■ **TASK STATEMENT**
Every record is to be printed exactly as it appears.

■ **RECORDS FOR THIS EXERCISE**
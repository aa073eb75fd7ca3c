//! Time sources for the simulation.
//!
//! The relay measures delays against [`Clock::now`], a monotonic offset
//! from the start of the simulation, and stamps messages with
//! [`Clock::local_time`]. Tests drive a [`ManualClock`] by hand.

use std::sync::Arc;
use std::time::{Duration, Instant};

use chrono::{DateTime, Local, TimeDelta};
use parking_lot::Mutex;

/// Source of logical and wall-clock time.
pub trait Clock {
    /// Time elapsed since the simulation started.
    fn now(&self) -> Duration;

    /// Current local wall-clock time, used for message timestamps.
    fn local_time(&self) -> DateTime<Local>;
}

/// Real time, measured from construction.
#[derive(Debug, Clone, Copy)]
pub struct SystemClock {
    started: Instant,
}

impl SystemClock {
    /// Start a clock at the current instant.
    #[must_use]
    pub fn new() -> Self {
        Self {
            started: Instant::now(),
        }
    }
}

impl Default for SystemClock {
    fn default() -> Self {
        Self::new()
    }
}

impl Clock for SystemClock {
    fn now(&self) -> Duration {
        self.started.elapsed()
    }

    fn local_time(&self) -> DateTime<Local> {
        Local::now()
    }
}

/// A clock that only moves when told to.
///
/// Clones share the same time, so a test can keep one handle and give
/// another to the relay.
#[derive(Debug, Clone)]
pub struct ManualClock {
    elapsed: Arc<Mutex<Duration>>,
    epoch: DateTime<Local>,
}

impl ManualClock {
    /// Start at zero elapsed time, with wall-clock time anchored to now.
    #[must_use]
    pub fn new() -> Self {
        Self::with_epoch(Local::now())
    }

    /// Start at zero elapsed time, with wall-clock time anchored to `epoch`.
    #[must_use]
    pub fn with_epoch(epoch: DateTime<Local>) -> Self {
        Self {
            elapsed: Arc::new(Mutex::new(Duration::ZERO)),
            epoch,
        }
    }

    /// Move time forward by `by`.
    pub fn advance(&self, by: Duration) {
        *self.elapsed.lock() += by;
    }

    /// Jump to an absolute elapsed time. Moving backwards is ignored.
    pub fn set(&self, to: Duration) {
        let mut elapsed = self.elapsed.lock();
        if to > *elapsed {
            *elapsed = to;
        }
    }
}

impl Default for ManualClock {
    fn default() -> Self {
        Self::new()
    }
}

impl Clock for ManualClock {
    fn now(&self) -> Duration {
        *self.elapsed.lock()
    }

    fn local_time(&self) -> DateTime<Local> {
        let offset = TimeDelta::from_std(self.now()).unwrap_or(TimeDelta::MAX);
        self.epoch
            .checked_add_signed(offset)
            .unwrap_or(self.epoch)
    }
}
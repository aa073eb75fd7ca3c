//! Thread-key resolution.
//!
//! Every message is archived under exactly one storage channel:
//! - broadcasts under `global`;
//! - direct messages under the *other* participant, whichever direction
//!   the message travelled.
//!
//! An outbound direct message is addressed to the peer, so its channel is
//! already the peer. An inbound reply is addressed to the local user, so
//! its channel field is ignored and the sender is used instead. Both
//! directions of a conversation with P therefore land under P.

use mockchat_proto::{ChannelRef, Identity, Message, StoredMessage};

/// Resolves storage channels relative to the local participant.
#[derive(Debug, Clone, Copy)]
pub struct ChannelRouter<'a> {
    local: Option<&'a Identity>,
}

impl<'a> ChannelRouter<'a> {
    /// Route relative to `local`. Before joining there is no local
    /// identity and every direct message counts as inbound.
    #[must_use]
    pub const fn new(local: Option<&'a Identity>) -> Self {
        Self { local }
    }

    /// The thread key `message` is archived under.
    #[must_use]
    pub fn resolve(&self, message: &Message) -> ChannelRef {
        match &message.channel {
            ChannelRef::Global => ChannelRef::Global,
            ChannelRef::Direct(addressed) if self.local == Some(&message.sender) => {
                ChannelRef::Direct(addressed.clone())
            }
            ChannelRef::Direct(_) => ChannelRef::Direct(message.sender.clone()),
        }
    }

    /// Attach the resolved thread key to a received message.
    #[must_use]
    pub fn ingest(&self, message: Message) -> StoredMessage {
        let storage_channel = self.resolve(&message);
        tracing::trace!(
            sender = %message.sender,
            channel = %message.channel,
            storage = %storage_channel,
            "message routed"
        );
        StoredMessage::new(message, storage_channel)
    }
}
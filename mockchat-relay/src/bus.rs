//! Synchronous publish/subscribe primitive.
//!
//! Handlers are grouped by event name and invoked in registration order.
//! Dispatch is not isolated: the first handler that returns an error stops
//! the remaining handlers for that publish call, and the error is handed
//! back to the publisher.

use std::collections::HashMap;
use std::fmt;
use std::hash::Hash;

/// Error type a handler may fail with.
pub type HandlerError = Box<dyn std::error::Error + Send + Sync>;

/// Outcome of a single handler invocation.
pub type HandlerResult = Result<(), HandlerError>;

type Handler<E> = Box<dyn FnMut(&E) -> HandlerResult + Send>;

/// Errors returned by [`EventBus::publish`].
#[derive(Debug, thiserror::Error)]
pub enum BusError {
    /// A handler failed; handlers registered after it were not invoked.
    #[error("handler #{index} for '{event}' failed: {source}")]
    HandlerFailed {
        /// Name of the event being dispatched.
        event: String,
        /// Registration index of the failing handler.
        index: usize,
        /// The handler's error.
        source: HandlerError,
    },
}

/// Maps event names to ordered handler lists.
pub struct EventBus<K, E> {
    handlers: HashMap<K, Vec<Handler<E>>>,
}

impl<K, E> EventBus<K, E>
where
    K: Copy + Eq + Hash + fmt::Display,
{
    /// Create a bus with no subscribers.
    #[must_use]
    pub fn new() -> Self {
        Self {
            handlers: HashMap::new(),
        }
    }

    /// Register `handler` for `name`, after any existing handlers.
    pub fn subscribe<F>(&mut self, name: K, handler: F)
    where
        F: FnMut(&E) -> HandlerResult + Send + 'static,
    {
        self.handlers
            .entry(name)
            .or_default()
            .push(Box::new(handler));
    }

    /// Invoke every handler registered for `name`, in order.
    ///
    /// Returns the number of handlers invoked.
    ///
    /// # Errors
    ///
    /// Returns [`BusError::HandlerFailed`] for the first handler that fails.
    pub fn publish(&mut self, name: K, payload: &E) -> Result<usize, BusError> {
        let Some(handlers) = self.handlers.get_mut(&name) else {
            tracing::trace!(event = %name, "publish with no subscribers");
            return Ok(0);
        };

        for (index, handler) in handlers.iter_mut().enumerate() {
            handler(payload).map_err(|source| {
                tracing::warn!(event = %name, index, error = %source, "event handler failed");
                BusError::HandlerFailed {
                    event: name.to_string(),
                    index,
                    source,
                }
            })?;
        }
        Ok(handlers.len())
    }

    /// Number of handlers registered for `name`.
    #[must_use]
    pub fn subscriber_count(&self, name: K) -> usize {
        self.handlers.get(&name).map_or(0, Vec::len)
    }
}

impl<K, E> Default for EventBus<K, E>
where
    K: Copy + Eq + Hash + fmt::Display,
{
    fn default() -> Self {
        Self::new()
    }
}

■ **WRITTEN ANSWER**
repository aa073eb75fd7ca3c
//! Time sources for the simulation.
//!
//! The relay measures delays against [`Clock::now`], a monotonic offset
//! from the start of the simulation, and stamps messages with
//! [`Clock::local_time`]. Tests drive a [`ManualClock`] by hand.

use std::sync::Arc;
use std::time::{Duration, Instant};

use chrono::{DateTime, Local, TimeDelta};
use parking_lot::Mutex;

/// Source of logical and wall-clock time.
pub trait Clock {
    /// Time elapsed since the simulation started.
    fn now(&self) -> Duration;

    /// Current local wall-clock time, used for message timestamps.
    fn local_time(&self) -> DateTime<Local>;
}

/// Real time, measured from construction.
#[derive(Debug, Clone, Copy)]
pub struct SystemClock {
    started: Instant,
}

impl SystemClock {
    /// Start a clock at the current instant.
    #[must_use]
    pub fn new() -> Self {
        Self {
            started: Instant::now(),
        }
    }
}

impl Default for SystemClock {
    fn default() -> Self {
        Self::new()
    }
}

impl Clock for SystemClock {
    fn now(&self) -> Duration {
        self.started.elapsed()
    }

    fn local_time(&self) -> DateTime<Local> {
        Local::now()
    }
}

/// A clock that only moves when told to.
///
/// Clones share the same time, so a test can keep one handle and give
/// another to the relay.
#[derive(Debug, Clone)]
pub struct ManualClock {
    elapsed: Arc<Mutex<Duration>>,
    epoch: DateTime<Local>,
}

impl ManualClock {
    /// Start at zero elapsed time, with wall-clock time anchored to now.
    #[must_use]
    pub fn new() -> Self {
        Self::with_epoch(Local::now())
    }

    /// Start at zero elapsed time, with wall-clock time anchored to `epoch`.
    #[must_use]
    pub fn with_epoch(epoch: DateTime<Local>) -> Self {
        Self {
            elapsed: Arc::new(Mutex::new(Duration::ZERO)),
            epoch,
        }
    }

    /// Move time forward by `by`.
    pub fn advance(&self, by: Duration) {
        *self.elapsed.lock() += by;
    }

    /// Jump to an absolute elapsed time. Moving backwards is ignored.
    pub fn set(&self, to: Duration) {
        let mut elapsed = self.elapsed.lock();
        if to > *elapsed {
            *elapsed = to;
        }
    }
}

impl Default for ManualClock {
    fn default() -> Self {
        Self::new()
    }
}

impl Clock for ManualClock {
    fn now(&self) -> Duration {
        *self.elapsed.lock()
    }

    fn local_time(&self) -> DateTime<Local> {
        let offset = TimeDelta::from_std(self.now()).unwrap_or(TimeDelta::MAX);
        self.epoch
            .checked_add_signed(offset)
            .unwrap_or(self.epoch)
    }
}
repository aa073eb75fd7ca3c
//! Thread-key resolution.
//!
//! Every message is archived under exactly one storage channel:
//! - broadcasts under `global`;
//! - direct messages under the *other* participant, whichever direction
//!   the message travelled.
//!
//! An outbound direct message is addressed to the peer, so its channel is
//! already the peer. An inbound reply is addressed to the local user, so
//! its channel field is ignored and the sender is used instead. Both
//! directions of a conversation with P therefore land under P.

use mockchat_proto::{ChannelRef, Identity, Message, StoredMessage};

/// Resolves storage channels relative to the local participant.
#[derive(Debug, Clone, Copy)]
pub struct ChannelRouter<'a> {
    local: Option<&'a Identity>,
}

impl<'a> ChannelRouter<'a> {
    /// Route relative to `local`. Before joining there is no local
    /// identity and every direct message counts as inbound.
    #[must_use]
    pub const fn new(local: Option<&'a Identity>) -> Self {
        Self { local }
    }

    /// The thread key `message` is archived under.
    #[must_use]
    pub fn resolve(&self, message: &Message) -> ChannelRef {
        match &message.channel {
            ChannelRef::Global => ChannelRef::Global,
            ChannelRef::Direct(addressed) if self.local == Some(&message.sender) => {
                ChannelRef::Direct(addressed.clone())
            }
            ChannelRef::Direct(_) => ChannelRef::Direct(message.sender.clone()),
        }
    }

    /// Attach the resolved thread key to a received message.
    #[must_use]
    pub fn ingest(&self, message: Message) -> StoredMessage {
        let storage_channel = self.resolve(&message);
        tracing::trace!(
            sender = %message.sender,
            channel = %message.channel,
            storage = %storage_channel,
            "message routed"
        );
        StoredMessage::new(message, storage_channel)
    }
}
filename mockchat-relay/src/bus.rs
//! Synchronous publish/subscribe primitive.
//!
//! Handlers are grouped by event name and invoked in registration order.
//! Dispatch is not isolated: the first handler that returns an error stops
//! the remaining handlers for that publish call, and the error is handed
//! back to the publisher.

use std::collections::HashMap;
use std::fmt;
use std::hash::Hash;

/// Error type a handler may fail with.
pub type HandlerError = Box<dyn std::error::Error + Send + Sync>;

/// Outcome of a single handler invocation.
pub type HandlerResult = Result<(), HandlerError>;

type Handler<E> = Box<dyn FnMut(&E) -> HandlerResult + Send>;

/// Errors returned by [`EventBus::publish`].
#[derive(Debug, thiserror::Error)]
pub enum BusError {
    /// A handler failed; handlers registered after it were not invoked.
    #[error("handler #{index} for '{event}' failed: {source}")]
    HandlerFailed {
        /// Name of the event being dispatched.
        event: String,
        /// Registration index of the failing handler.
        index: usize,
        /// The handler's error.
        source: HandlerError,
    },
}

/// Maps event names to ordered handler lists.
pub struct EventBus<K, E> {
    handlers: HashMap<K, Vec<Handler<E>>>,
}

impl<K, E> EventBus<K, E>
where
    K: Copy + Eq + Hash + fmt::Display,
{
    /// Create a bus with no subscribers.
    #[must_use]
    pub fn new() -> Self {
        Self {
            handlers: HashMap::new(),
        }
    }

    /// Register `handler` for `name`, after any existing handlers.
    pub fn subscribe<F>(&mut self, name: K, handler: F)
    where
        F: FnMut(&E) -> HandlerResult + Send + 'static,
    {
        self.handlers
            .entry(name)
            .or_default()
            .push(Box::new(handler));
    }

    /// Invoke every handler registered for `name`, in order.
    ///
    /// Returns the number of handlers invoked.
    ///
    /// # Errors
    ///
    /// Returns [`BusError::HandlerFailed`] for the first handler that fails.
    pub fn publish(&mut self, name: K, payload: &E) -> Result<usize, BusError> {
        let Some(handlers) = self.handlers.get_mut(&name) else {
            tracing::trace!(event = %name, "publish with no subscribers");
            return Ok(0);
        };

        for (index, handler) in handlers.iter_mut().enumerate() {
            handler(payload).map_err(|source| {
                tracing::warn!(event = %name, index, error = %source, "event handler failed");
                BusError::HandlerFailed {
                    event: name.to_string(),
                    index,
                    source,
                }
            })?;
        }
        Ok(handlers.len())
    }

    /// Number of handlers registered for `name`.
    #[must_use]
    pub fn subscriber_count(&self, name: K) -> usize {
        self.handlers.get(&name).map_or(0, Vec::len)
    }
}

impl<K, E> Default for EventBus<K, E>
where
    K: Copy + Eq + Hash + fmt::Display,
{
    fn default() -> Self {
        Self::new()
    }
}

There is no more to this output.